→ What you need to do: Only lines with the string "common" matter here; gather them from the material below.

→ Provided information:
——————

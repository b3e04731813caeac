mod common;

use common::scattered_neurons;
use neuroplay_lib::model::algorithms::AlgorithmRunner;
use neuroplay_lib::model::living::{AlgorithmKind, Color};
use proptest::prelude::*;

fn arb_kind() -> impl Strategy<Value = AlgorithmKind> {
    prop::sample::select(AlgorithmKind::ALL.to_vec())
}

proptest! {
    #![proptest_config(ProptestConfig::with_cases(64))]

    #[test]
    fn test_activation_stays_in_unit_range(
        kind in arb_kind(),
        count in 0usize..60,
        extent in 0.5f32..20.0,
        times in prop::collection::vec(-5.0f32..120.0, 1..80),
        seed in any::<u64>(),
    ) {
        let mut neurons = scattered_neurons(count, extent, seed);
        for neuron in &mut neurons {
            neuron.activation = 1.0;
        }
        let mut runner = AlgorithmRunner::new();
        runner.start(kind, &mut neurons);
        for elapsed in times {
            runner.update_at(elapsed, &mut neurons);
            for neuron in &neurons {
                prop_assert!((0.0..=1.0).contains(&neuron.activation));
                prop_assert!(neuron.color.r.is_finite());
            }
        }
    }

    #[test]
    fn test_stop_restores_original_colors(
        kind in arb_kind(),
        count in 1usize..40,
        frames in 1usize..200,
        seed in any::<u64>(),
    ) {
        let mut neurons = scattered_neurons(count, 8.0, seed);
        let before: Vec<Color> = neurons.iter().map(|n| n.color).collect();

        let mut runner = AlgorithmRunner::new();
        runner.start(kind, &mut neurons);
        for frame in 0..frames {
            runner.update_at(frame as f32 / 30.0, &mut neurons);
        }
        runner.stop(&mut neurons);

        let after: Vec<Color> = neurons.iter().map(|n| n.color).collect();
        prop_assert_eq!(before, after);
    }
}
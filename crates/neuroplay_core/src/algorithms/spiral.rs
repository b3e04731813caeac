use super::{intensity_color, Algorithm, ActivationUpdate, NeuronTarget};
use neuroplay_data::{AlgorithmKind, Color, LiveNeuron};
use std::f32::consts::TAU;

pub const RADIAL_TWIST: f32 = 0.3;
pub const ROTATION_SPEED: f32 = 0.35;
pub const EXPANSION_SPEED: f32 = 0.5;
pub const EXPANSION_FALLOFF: f32 = 0.2;
pub const PEAK: f32 = 0.9;
pub const HARD_THRESHOLD: f32 = 0.4;

/// Spiral arms rotating around the vertical axis while growing outward.
#[derive(Debug, Clone, Copy, Default)]
pub struct SpiralGrowth;

/// Purple to cyan to green and back to purple over `t` in `[0, 1)`.
#[must_use]
pub fn palette(t: f32) -> Color {
    let t = t.rem_euclid(1.0) * 3.0;
    let (from, to) = match t as usize {
        0 => (Color::PURPLE, Color::CYAN),
        1 => (Color::CYAN, Color::GREEN),
        _ => (Color::GREEN, Color::PURPLE),
    };
    from.lerp(&to, t.fract())
}

impl Algorithm for SpiralGrowth {
    fn kind(&self) -> AlgorithmKind {
        AlgorithmKind::SpiralGrowth
    }

    fn targets(&self, elapsed: f32, neurons: &[LiveNeuron]) -> Vec<NeuronTarget> {
        neurons
            .iter()
            .map(|neuron| {
                let p = neuron.position;
                let angle = p.z.atan2(p.x);
                let planar = (p.x * p.x + p.z * p.z).sqrt();

                let phase = angle + planar * RADIAL_TWIST - elapsed * ROTATION_SPEED;
                let arm = (phase.sin() + 1.0) / 2.0;
                let growth =
                    ((elapsed * EXPANSION_SPEED - planar * EXPANSION_FALLOFF).sin() + 1.0) / 2.0;
                let activation = arm * growth * PEAK;

                let hue = (angle + elapsed * ROTATION_SPEED).rem_euclid(TAU) / TAU;
                NeuronTarget {
                    activation: ActivationUpdate::Set(activation),
                    color: intensity_color(palette(hue), activation, HARD_THRESHOLD),
                }
            })
            .collect()
    }
}

#[cfg(test)]
mod tests {
    use super::*;
    use crate::algorithms::test_support::scattered;
    use crate::algorithms::ColorUpdate;

    #[test]
    fn test_palette_stops() {
        assert_eq!(palette(0.0), Color::PURPLE);
        let third = palette(1.0 / 3.0 + 1e-4);
        assert!((third.g - Color::CYAN.g).abs() < 0.01);
        assert_eq!(palette(1.0), Color::PURPLE);
    }

    #[test]
    fn test_activation_bounds_and_policy() {
        let neurons = scattered(60, 9);
        for elapsed in [0.0, 1.3, 7.9, 42.0] {
            for target in SpiralGrowth.targets(elapsed, &neurons) {
                let ActivationUpdate::Set(value) = target.activation else {
                    panic!("spiral always sets activation");
                };
                assert!((0.0..=PEAK).contains(&value));
                match target.color {
                    ColorUpdate::Set(_) => assert!(value > HARD_THRESHOLD),
                    ColorUpdate::Blend { .. } => assert!(value <= HARD_THRESHOLD),
                    ColorUpdate::FadeBack(_) => panic!("spiral never fades back"),
                }
            }
        }
    }
}
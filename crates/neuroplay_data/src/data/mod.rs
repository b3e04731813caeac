//! Core data structures for the Neuroplay engines.

pub mod dataset;
pub mod living;
pub mod network;
#![deny(
    unsafe_code,
    missing_docs,
    dead_code,
    unused_results,
    non_snake_case,
    unreachable_pub
)]

//! Command-line adapter that loads the tile catalog and replays recorded input
//! against a headless grid world.

mod ledger;
mod script;

use std::path::PathBuf;

use anyhow::{Context, Result};
use clap::{Parser, ValueEnum};
use gaius_catalog::Catalog;
use gaius_system_builder::Builder;
use gaius_system_camera::CameraRig;
use gaius_system_profiler::{CallLogLayer, OverlayContext, Profiler};
use gaius_world::{self as world, query, GridCell, PointerMissPolicy, World, WorldConfig};
use tracing::{info, warn};
use tracing_subscriber::{layer::SubscriberExt, util::SubscriberInitExt, Layer};

use crate::ledger::VisualLedger;

const OVERLAY_TEMPLATE: &str = "fps={fps} ({fpsColor}) frame={frameTime} hovered={gridHovered} \
     selected={gridSelected} hit={raycastHit} camera={camera}";

#[derive(Clone, Copy, Debug, PartialEq, Eq, ValueEnum)]
enum LogFormat {
    Compact,
    Json,
}

#[derive(Debug, Parser)]
#[command(author, version, about = "Gaius grid placement runner")]
struct Cli {
    /// Directory holding one JSON tile meta per file
    #[arg(long, default_value = "Data/Props")]
    props: PathBuf,

    /// Number of grid columns
    #[arg(long, default_value_t = WorldConfig::default().width)]
    width: u32,

    /// Number of grid rows
    #[arg(long, default_value_t = WorldConfig::default().height)]
    height: u32,

    /// Clear the hovered cell when the pointer leaves the grid
    #[arg(long)]
    clear_hover_on_miss: bool,

    /// JSON array of input frames to replay
    #[arg(long)]
    script: Option<PathBuf>,

    /// Log output format
    #[arg(long, value_enum, default_value = "compact")]
    log_format: LogFormat,
}

impl Cli {
    fn world_config(&self) -> WorldConfig {
        let policy = if self.clear_hover_on_miss {
            PointerMissPolicy::ClearHover
        } else {
            PointerMissPolicy::RetainHover
        };
        WorldConfig::new(self.width, self.height).with_pointer_miss(policy)
    }
}

fn init_tracing(format: LogFormat) -> CallLogLayer {
    let filter = tracing_subscriber::EnvFilter::try_from_default_env()
        .unwrap_or_else(|_| tracing_subscriber::EnvFilter::new("info"));

    let fmt_layer = match format {
        LogFormat::Json => tracing_subscriber::fmt::layer()
            .with_writer(std::io::stderr)
            .with_target(false)
            .json()
            .with_current_span(true)
            .boxed(),
        LogFormat::Compact => tracing_subscriber::fmt::layer()
            .with_writer(std::io::stderr)
            .with_target(false)
            .compact()
            .boxed(),
    };

    let call_log = CallLogLayer::new();
    tracing_subscriber::registry()
        .with(filter)
        .with(fmt_layer)
        .with(call_log.clone())
        .init();
    call_log
}

/// Entry point for the Gaius command-line interface.
fn main() -> Result<()> {
    let cli = Cli::parse();
    let call_log = init_tracing(cli.log_format);

    let mut catalog = Catalog::new();
    let discovered = catalog
        .discover(&cli.props)
        .with_context(|| format!("failed to load tile metas from {}", cli.props.display()))?;

    let frames = match &cli.script {
        Some(path) => script::load(path)?,
        None => Vec::new(),
    };

    let mut world = World::new(cli.world_config());
    let mut builder = Builder::default();
    let mut camera = CameraRig::default();
    let mut profiler = Profiler::new();
    let mut ledger = VisualLedger::default();

    let mut commands = Vec::new();
    let mut events = Vec::new();
    for (index, frame) in frames.iter().enumerate() {
        events.clear();

        if frame.toggles_overlay() {
            let enabled = profiler.toggle();
            info!(frame = index, enabled, "debug overlay toggled");
        }
        if let Err(error) = builder.handle(frame.builder_input(), &catalog, &mut commands) {
            warn!(frame = index, %error, "hotkey could not be resolved");
        }
        for command in commands.drain(..) {
            world::apply(&mut world, command, &mut events);
        }
        ledger.observe(&events);

        camera.update(&frame.camera_input(), frame.seconds());
        profiler.record_frame(frame.seconds());
    }

    let context = OverlayContext {
        grid_selected: query::describe(&world, query::selected_cell(&world)),
        grid_hovered: query::describe(&world, query::hovered_cell(&world)),
        camera: camera.describe(),
        raycast_hit: query::raycast_hit(&world)
            .and_then(|hit| query::cell(&world, hit))
            .map_or_else(|| "<none>".to_owned(), GridCell::name),
    };

    info!(
        tile_metas = discovered,
        frames = frames.len(),
        visuals = ledger.len(),
        buildings = ledger.solid_count(),
        "replay finished"
    );
    for (visual, entry) in ledger.iter() {
        info!(
            visual = visual.get(),
            meta_id = %entry.meta_id,
            appearance = ?entry.appearance,
            anchor = ?entry.anchor,
            "visual"
        );
    }

    let Some(overlay) = profiler.overlay(OVERLAY_TEMPLATE, &context) else {
        return Ok(());
    };
    println!("{overlay}");
    println!(
        "{}",
        serde_json::to_string(&profiler.summary()).context("failed to encode profiler summary")?
    );
    let calls = call_log.snapshot();
    print!("{}{}", calls.format_stack(), calls.format_log());
    Ok(())
}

——————

→ Response for this exercise:
mod common;
use common::scattered_neurons;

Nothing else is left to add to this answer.